--- Task description ---
The records must be returned word for word.

--- Exercise data ---
--*--
use std::io::ErrorKind;
use std::path::{Path, PathBuf};

use tracing::debug;

use crate::config::types::LabexecConfig;
use crate::error::{LabexecError, Result};

/// Default location of `config.toml`, e.g. `~/.config/labexec/config.toml`.
pub fn get_config_path() -> PathBuf {
    match directories::ProjectDirs::from("com", "labexec", "labexec") {
        Some(dirs) => dirs.config_dir().join("config.toml"),
        // No home directory (containers, CI users): look next to the process
        None => PathBuf::from(".labexec").join("config.toml"),
    }
}

/// Load and validate the configuration. A missing file means defaults.
pub fn load_config(config_path: Option<&Path>) -> Result<LabexecConfig> {
    let path = config_path.map_or_else(get_config_path, Path::to_path_buf);

    let config = match std::fs::read_to_string(&path) {
        Ok(content) => parse_config(&content)?,
        Err(e) if e.kind() == ErrorKind::NotFound => {
            debug!(path = %path.display(), "No configuration file, using defaults");
            LabexecConfig::default()
        }
        Err(e) => {
            return Err(LabexecError::Config(format!(
                "Failed to read {}: {}",
                path.display(),
                e
            )))
        }
    };

    config.executor.validate()?;
    Ok(config)
}

pub fn parse_config(content: &str) -> Result<LabexecConfig> {
    toml::from_str(content).map_err(|e| LabexecError::TomlParse(e.to_string()))
}

#[cfg(test)]
mod tests {
    use super::*;

    #[test]
    fn test_missing_file_yields_defaults() {
        let dir = tempfile::tempdir().unwrap();
        let config = load_config(Some(&dir.path().join("nope.toml"))).unwrap();
        assert_eq!(config.executor.timeout_seconds, 30);
    }

    #[test]
    fn test_loads_overrides() {
        let dir = tempfile::tempdir().unwrap();
        let path = dir.path().join("config.toml");
        std::fs::write(&path, "[executor]\nnamespace = \"lab-\"\ntimeout_seconds = 5\n").unwrap();

        let config = load_config(Some(&path)).unwrap();
        assert_eq!(config.executor.namespace, "lab-");
        assert_eq!(config.executor.timeout_seconds, 5);
    }

    #[test]
    fn test_rejects_zero_timeout() {
        let dir = tempfile::tempdir().unwrap();
        let path = dir.path().join("config.toml");
        std::fs::write(&path, "[executor]\ntimeout_seconds = 0\n").unwrap();
        assert!(matches!(
            load_config(Some(&path)),
            Err(LabexecError::Config(_))
        ));
    }

    #[test]
    fn test_unreadable_path_is_config_error() {
        let dir = tempfile::tempdir().unwrap();
        // A directory cannot be read as a file
        assert!(matches!(
            load_config(Some(dir.path())),
            Err(LabexecError::Config(_))
        ));
    }

    #[test]
    fn test_invalid_toml() {
        assert!(matches!(
            parse_config("[executor\n"),
            Err(LabexecError::TomlParse(_))
        ));
    }
}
--*--
--- Completed exercise ---
use std::io::ErrorKind;
use std::path::{Path, PathBuf};

use tracing::debug;

use crate::config::types::LabexecConfig;
use crate::error::{LabexecError, Result};

/// Default location of `config.toml`, e.g. `~/.config/labexec/config.toml`.
pub fn get_config_path() -> PathBuf {
    match directories::ProjectDirs::from("com", "labexec", "labexec") {
        Some(dirs) => dirs.config_dir().join("config.toml"),
        // No home directory (containers, CI users): look next to the process
        None => PathBuf::from(".labexec").join("config.toml"),
    }
}

/// Load and validate the configuration. A missing file means defaults.
pub fn load_config(config_path: Option<&Path>) -> Result<LabexecConfig> {
    let path = config_path.map_or_else(get_config_path, Path::to_path_buf);

    let config = match std::fs::read_to_string(&path) {
        Ok(content) => parse_config(&content)?,
        Err(e) if e.kind() == ErrorKind::NotFound => {
            debug!(path = %path.display(), "No configuration file, using defaults");
            LabexecConfig::default()
        }
        Err(e) => {
            return Err(LabexecError::Config(format!(
                "Failed to read {}: {}",
                path.display(),
                e
            )))
        }
    };

    config.executor.validate()?;
    Ok(config)
}

pub fn parse_config(content: &str) -> Result<LabexecConfig> {
    toml::from_str(content).map_err(|e| LabexecError::TomlParse(e.to_string()))
}

#[cfg(test)]
mod tests {
    use super::*;

    #[test]
    fn test_missing_file_yields_defaults() {
        let dir = tempfile::tempdir().unwrap();
        let config = load_config(Some(&dir.path().join("nope.toml"))).unwrap();
        assert_eq!(config.executor.timeout_seconds, 30);
    }

    #[test]
    fn test_loads_overrides() {
        let dir = tempfile::tempdir().unwrap();
        let path = dir.path().join("config.toml");
        std::fs::write(&path, "[executor]\nnamespace = \"lab-\"\ntimeout_seconds = 5\n").unwrap();

        let config = load_config(Some(&path)).unwrap();
        assert_eq!(config.executor.namespace, "lab-");
        assert_eq!(config.executor.timeout_seconds, 5);
    }

    #[test]
    fn test_rejects_zero_timeout() {
        let dir = tempfile::tempdir().unwrap();
        let path = dir.path().join("config.toml");
        std::fs::write(&path, "[executor]\ntimeout_seconds = 0\n").unwrap();
        assert!(matches!(
            load_config(Some(&path)),
            Err(LabexecError::Config(_))
        ));
    }

    #[test]
    fn test_unreadable_path_is_config_error() {
        let dir = tempfile::tempdir().unwrap();
        // A directory cannot be read as a file
        assert!(matches!(
            load_config(Some(dir.path())),
            Err(LabexecError::Config(_))
        ));
    }

    #[test]
    fn test_invalid_toml() {
        assert!(matches!(
            parse_config("[executor\n"),
            Err(LabexecError::TomlParse(_))
        ));
    }
}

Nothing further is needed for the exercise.